Tony Blair ne pouvait pas s'en douter à l'époque, mais il a ouvert la porte à une surenchère politique de dimension proprement... olympique.

Il y a quatre ans, l'ancien premier ministre britannique a joué un rôle crucial dans la victoire à l'arraché de Londres aux dépens de Paris dans la course aux Jeux d'été de 2012.

L'espace de 48 heures frénétiques, dans une suite d'un hôtel chic de Singapour, sa femme Cherie et lui avaient rencontré individuellement des dizaines de membres du Comité international olympique, dans un ultime effort de séduction au profit de la candidature londonienne.

Au même moment, le président français Jacques Chirac, resté en Europe, se moquait des Britanniques. «On ne peut pas faire confiance à des gens qui cuisinent aussi mal», avait-il dit.

Quand Chirac s'était finalement pointé à Singapour, le jour du vote, il était trop tard. Le travail de sape de Blair avait fait son oeuvre: Londres l'a emporté au quatrième tour de scrutin, récoltant 54 votes contre 50 pour Paris, pourtant grande favorite.

Les chefs d'État ont tiré les leçons qui s'imposent. Deux ans plus tard, la ville russe de Sochi - une station balnéaire de la mer Noire où poussent les palmiers! - a obtenu les Jeux d'hiver de 2014 en grande partie grâce au lobbyisme intensif de Vladimir Poutine.

C'est ce qui explique la présence de Barack Obama à Copenhague, où le CIO choisit aujourd'hui la ville hôtesse des Jeux d'été de 2016. Faisant fi d'un horaire déjà très chargé - la réforme de l'assurance santé et les négociations sur le programme nucléaire iranien, notamment -, le président américain doit arriver ce matin dans la capitale danoise, deux jours après sa femme Michelle, afin de participer à la présentation de la candidature de Chicago devant les 106 membres du CIO.

Le vote oppose Chicago à Rio de Janeiro, Tokyo et Madrid. Et il promet d'être serré. L'éloquence d'Obama ne sera pas de trop pour la délégation américaine. «Le fait qu'Obama se rende à Copenhague va beaucoup aider Chicago, pense le chef de la direction du Comité olympique canadien (COC), Chris Rudge. La candidature aurait souffert de son absence. Cela aurait donné l'impression que les dirigeants américains tenaient la victoire pour acquise.»

L'ancien aspirant républicain à la présidence Mitt Romney, chargé de l'organisation des Jeux d'hiver de Salt Lake City, en 2002, estime pour sa part que «la présence (d'Obama) rend presque certaine la victoire de Chicago».

Rien n'est moins sûr.
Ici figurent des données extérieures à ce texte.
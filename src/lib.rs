#![allow(clippy::doc_markdown)] // Allow technical terms like Kafka, FCM in docs
#![allow(clippy::missing_errors_doc)] // Allow public functions without # Errors sections
#![allow(clippy::must_use_candidate)] // Allow methods without must_use when context is clear

//! # Notifier Core
//!
//! Event-driven push notification dispatcher.
//!
//! ## Overview
//!
//! Domain events arrive on broker topics (`user.registered`,
//! `user.deregistered`, `audio.analyze.completed`, plus a diagnostic topic).
//! Each message is routed by topic to a handler, which decodes the payload and
//! asks the delivery service to push a notification to the user's devices.
//!
//! ## Architecture
//!
//! ```text
//! Consumer Loop → Dispatcher → Handler → Delivery Service → Push Gateway
//! ```
//!
//! Data only flows downstream. The consumer loop is strictly sequential; the
//! only concurrency is the bounded per-token fallback inside multicast
//! delivery.
//!
//! ## Module Organization
//!
//! - [`messaging`] - Broker abstraction, in-memory and Kafka brokers, consumer loop
//! - [`orchestration`] - Message dispatcher and system bootstrap
//! - [`registry`] - Topic → handler lookup table
//! - [`handlers`] - One handler per topic
//! - [`services`] - Delivery service with multicast fallback
//! - [`gateway`] - Push gateway capability (FCM with OAuth tokens, dry-run log)
//! - [`models`] - Decoded events and notification types
//! - [`config`] - Layered configuration
//! - [`logging`] - Structured logging setup
//!
//! ## Quick Start
//!
//! ```rust,no_run
//! use notifier_core::config::NotifierConfig;
//! use notifier_core::messaging::InMemoryBroker;
//! use notifier_core::orchestration::NotifierSystem;
//!
//! # async fn example() -> Result<(), Box<dyn std::error::Error>> {
//! let (broker, producer) = InMemoryBroker::new();
//! let system = NotifierSystem::bootstrap(&NotifierConfig::default(), broker)?;
//!
//! producer.publish("test.topic", b"ping".to_vec())?;
//!
//! system.shutdown();
//! let summary = system.join().await?;
//! println!("received {} messages", summary.received);
//! # Ok(())
//! # }
//! ```

pub mod config;
pub mod constants;
pub mod error;
pub mod gateway;
pub mod handlers;
pub mod logging;
pub mod messaging;
pub mod models;
pub mod orchestration;
pub mod registry;
pub mod services;

pub use config::{ConfigManager, ConfigurationError, NotifierConfig};
pub use error::{NotifierError, Result};
pub use gateway::{GatewayError, PushGateway};
pub use handlers::{HandlerKind, MessageHandler};
pub use messaging::{ConsumerSummary, EventConsumer, InMemoryBroker, MessageBroker, RawMessage};
pub use models::{DeliveryOutcome, Notification, NotificationRequest};
pub use orchestration::{DispatchOutcome, MessageDispatcher, NotifierSystem, NotifierSystemHandle};
pub use registry::HandlerRegistry;
pub use services::{DeliveryError, DeliveryService};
Certes, la présence du roi Juan Carlos d'Espagne et du premier ministre japonais Yukio Hatoyama ne devrait pas empêcher Madrid et Tokyo d'être rapidement écartées de la course, victimes notamment du principe officieux de la rotation continentale et de la proximité dans le temps des Jeux de Pékin (2008) et de Londres (2012). Mais Rio, par contre, promet d'être un adversaire de taille.
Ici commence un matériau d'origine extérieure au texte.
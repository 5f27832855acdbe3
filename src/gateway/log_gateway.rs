use super::{BatchResponse, GatewayResult, PushGateway};
use crate::logging::redact_token;
use crate::models::Notification;
use async_trait::async_trait;
use tracing::info;
use uuid::Uuid;

/// Dry-run gateway: logs every notification and reports it as delivered
#[derive(Debug, Default, Clone)]
pub struct LogGateway;

impl LogGateway {
    pub fn new() -> Self {
        Self
    }
}

#[async_trait]
impl PushGateway for LogGateway {
    async fn send(&self, token: &str, notification: &Notification) -> GatewayResult<String> {
        let message_id = format!("log-{}", Uuid::new_v4());
        info!(
            token = %redact_token(token),
            title = %notification.title,
            body = %notification.body,
            data = ?notification.data,
            message_id = %message_id,
            "Push notification (dry run)"
        );
        Ok(message_id)
    }

    async fn send_multicast(
        &self,
        tokens: &[String],
        notification: &Notification,
    ) -> GatewayResult<BatchResponse> {
        info!(
            token_count = tokens.len(),
            title = %notification.title,
            body = %notification.body,
            data = ?notification.data,
            "Multicast push notification (dry run)"
        );
        Ok(BatchResponse {
            success_count: tokens.len(),
            failure_count: 0,
        })
    }

    fn name(&self) -> &'static str {
        "log"
    }
}
use thiserror::Error;

/// Failures talking to the push gateway
#[derive(Error, Debug)]
pub enum GatewayError {
    #[error("Gateway transport error: {message}")]
    Transport { message: String },

    #[error("Gateway returned HTTP {status}: {body}")]
    Status { status: u16, body: String },

    #[error("Gateway rejected credentials (HTTP {status})")]
    Unauthorized { status: u16 },

    #[error("Invalid gateway response: {message}")]
    InvalidResponse { message: String },

    #[error("Gateway configuration error: {message}")]
    Configuration { message: String },
}

impl GatewayError {
    pub fn transport(message: impl Into<String>) -> Self {
        Self::Transport {
            message: message.into(),
        }
    }

    pub fn invalid_response(message: impl Into<String>) -> Self {
        Self::InvalidResponse {
            message: message.into(),
        }
    }

    pub fn configuration(message: impl Into<String>) -> Self {
        Self::Configuration {
            message: message.into(),
        }
    }

    /// Map a non-success HTTP status to the matching variant
    pub fn from_status(status: u16, body: impl Into<String>) -> Self {
        match status {
            401 | 403 => Self::Unauthorized { status },
            _ => Self::Status {
                status,
                body: body.into(),
            },
        }
    }
}

impl From<reqwest::Error> for GatewayError {
    fn from(err: reqwest::Error) -> Self {
        match err.status() {
            Some(status) => GatewayError::from_status(status.as_u16(), err.to_string()),
            None => GatewayError::transport(err.to_string()),
        }
    }
}

pub type GatewayResult<T> = Result<T, GatewayError>;

#[cfg(test)]
mod tests {
    use super::*;

    #[test]
    fn test_from_status() {
        assert!(matches!(
            GatewayError::from_status(401, ""),
            GatewayError::Unauthorized { status: 401 }
        ));
        let err = GatewayError::from_status(404, "<!DOCTYPE html>");
        assert!(err.to_string().contains("HTTP 404"));
    }
}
La ville du célèbre Carnaval profite elle aussi du soutien d'un politicien charismatique: le président Luiz Inacio Lula da Silva est à Copenhague depuis mercredi et a rencontré personnellement plusieurs membres du CIO. «Organiser les Jeux ne devrait pas être le privilège exclusif des pays riches, a dit le leader brésilien lors de son passage aux Nations unies, la semaine dernière. Pour les autres pays, ce sont des Jeux olympiques comme tant d'autres. Pour le Brésil, c'est l'occasion de réaffirmer notre identité comme peuple et comme pays.»

Évidemment, les lobbyistes de ses trois rivales ne manquent pas de souligner les problèmes de sécurité de Rio (plus de 2000 meurtres par année). Ce à quoi les Brésiliens rétorquent, à juste titre, qu'aucun pépin n'y a entaché les Jeux panaméricains, en 2007, et que la FIFA n'a pas hésité à leur confier l'organisation de la Coupe du monde de soccer de 2014.
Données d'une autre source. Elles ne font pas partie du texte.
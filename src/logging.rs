//! # Structured Logging Module
//!
//! Environment-aware structured logging to the console and, when a directory
//! is configured, to a JSON log file per process.

use crate::config::LoggingConfig;
use chrono::Utc;
use std::path::PathBuf;
use std::process;
use std::sync::OnceLock;
use tracing_appender::non_blocking::WorkerGuard;
use tracing_subscriber::{fmt, layer::SubscriberExt, util::SubscriberInitExt, EnvFilter, Layer};

static LOGGER_INITIALIZED: OnceLock<()> = OnceLock::new();
static FILE_GUARD: OnceLock<WorkerGuard> = OnceLock::new();

/// Initialize structured logging. Subsequent calls are no-ops.
pub fn init_structured_logging(config: &LoggingConfig, environment: &str) {
    LOGGER_INITIALIZED.get_or_init(|| {
        let log_level = std::env::var("RUST_LOG").unwrap_or_else(|_| get_log_level(environment));
        let pid = process::id();

        let console = if config.json {
            fmt::layer()
                .with_target(true)
                .with_thread_ids(true)
                .json()
                .with_filter(EnvFilter::new(&log_level))
                .boxed()
        } else {
            fmt::layer()
                .with_target(true)
                .with_thread_ids(true)
                .with_ansi(true)
                .with_filter(EnvFilter::new(&log_level))
                .boxed()
        };

        let mut log_file = None;
        let file_layer = config.directory.as_ref().and_then(|dir| {
            let log_dir = PathBuf::from(dir);
            if let Err(e) = std::fs::create_dir_all(&log_dir) {
                eprintln!("Failed to create log directory {}: {e}", log_dir.display());
                return None;
            }
            let timestamp = Utc::now().format("%Y%m%d_%H%M%S");
            let file_name = format!("{environment}.{pid}.{timestamp}.log");
            log_file = Some(log_dir.join(&file_name));

            let appender = tracing_appender::rolling::never(&log_dir, file_name);
            let (writer, guard) = tracing_appender::non_blocking(appender);
            let _ = FILE_GUARD.set(guard);

            Some(
                fmt::layer()
                    .with_writer(writer)
                    .with_target(true)
                    .with_thread_ids(true)
                    .with_ansi(false)
                    .json()
                    .with_filter(EnvFilter::new(&log_level)),
            )
        });

        // A global subscriber may already be installed by an embedding host or a test harness
        if tracing_subscriber::registry()
            .with(console)
            .with(file_layer)
            .try_init()
            .is_err()
        {
            tracing::debug!("Global tracing subscriber already initialized, keeping it");
        }

        tracing::info!(
            pid = pid,
            environment = %environment,
            log_file = ?log_file,
            "Structured logging initialized"
        );
    });
}

/// Log level based on environment
fn get_log_level(environment: &str) -> String {
    match environment {
        "production" => "info".to_string(),
        _ => "debug".to_string(),
    }
}

/// Shorten a device token for log output, keeping the first and last four characters
pub fn redact_token(token: &str) -> String {
    let len = token.chars().count();
    if len <= 8 {
        return "***".to_string();
    }
    let head: String = token.chars().take(4).collect();
    let tail: String = token.chars().skip(len - 4).collect();
    format!("{head}...{tail}")
}

#[cfg(test)]
mod tests {
    use super::*;

    #[test]
    fn test_log_level_mapping() {
        assert_eq!(get_log_level("test"), "debug");
        assert_eq!(get_log_level("development"), "debug");
        assert_eq!(get_log_level("production"), "info");
        assert_eq!(get_log_level("staging"), "debug");
    }

    #[test]
    fn test_redact_token() {
        assert_eq!(redact_token("abc"), "***");
        assert_eq!(redact_token("12345678"), "***");
        assert_eq!(redact_token("dGhpcyBpcyBhIHRva2Vu"), "dGhp...a2Vu");
    }

    #[test]
    fn test_init_is_idempotent() {
        let config = LoggingConfig::default();
        init_structured_logging(&config, "test");
        init_structured_logging(&config, "test");
    }
}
Vieux routier du COC et des coulisses du sport international, le Montréalais Walter Sieber croit que Rio va l'emporter. «Une bonne partie des membres du CIO seront portés à choisir Rio pour ainsi mondialiser les Jeux d'été en les offrant à l'Amérique du Sud, le seul continent avec l'Afrique qui ne les a jamais reçus», dit-il. Ce n'est pas pour rien que Lula a courtisé activement les votes des 15 membres africains du CIO - qui pourraient, cela dit, être sensibles au plaidoyer d'Obama, premier président noir des États-Unis.

Chicago a plusieurs atouts dans son jeu, dont le fait que les revenus de droits de télé et de commandite engrangés par le CIO seront nettement plus élevés si les Jeux ont lieu aux États-Unis. Mais l'histoire pourrait jouer contre la candidature américaine. «Ni Los Angeles (1984) ni Atlanta (1996) ne resteront dans les annales comme des Jeux bien organisés, rappelle M. Sieber. À cela il faut ajouter le scandale (d'achat de votes) des Jeux de Salt Lake City. Beaucoup de membres n'ont pas oublié ces heures très sombres pour le CIO.» Sans parler que certains délégués ne digèrent pas la répartition des droits de télé du CIO, qu'ils jugent exagérément favorable aux États-Unis.

D'où l'importance pour Chicago de la présence d'un orateur aussi redoutable qu'Obama. Mais le charisme ne suffit pas toujours, quoi que puisse suggérer l'exemple de Tony Blair. Souvenons-nous qu'il y a 12 ans, un politicien au faîte de sa popularité avait échoué dans sa tentative d'attirer les Jeux de 2004 dans son pays. Il s'appelait Nelson Mandela...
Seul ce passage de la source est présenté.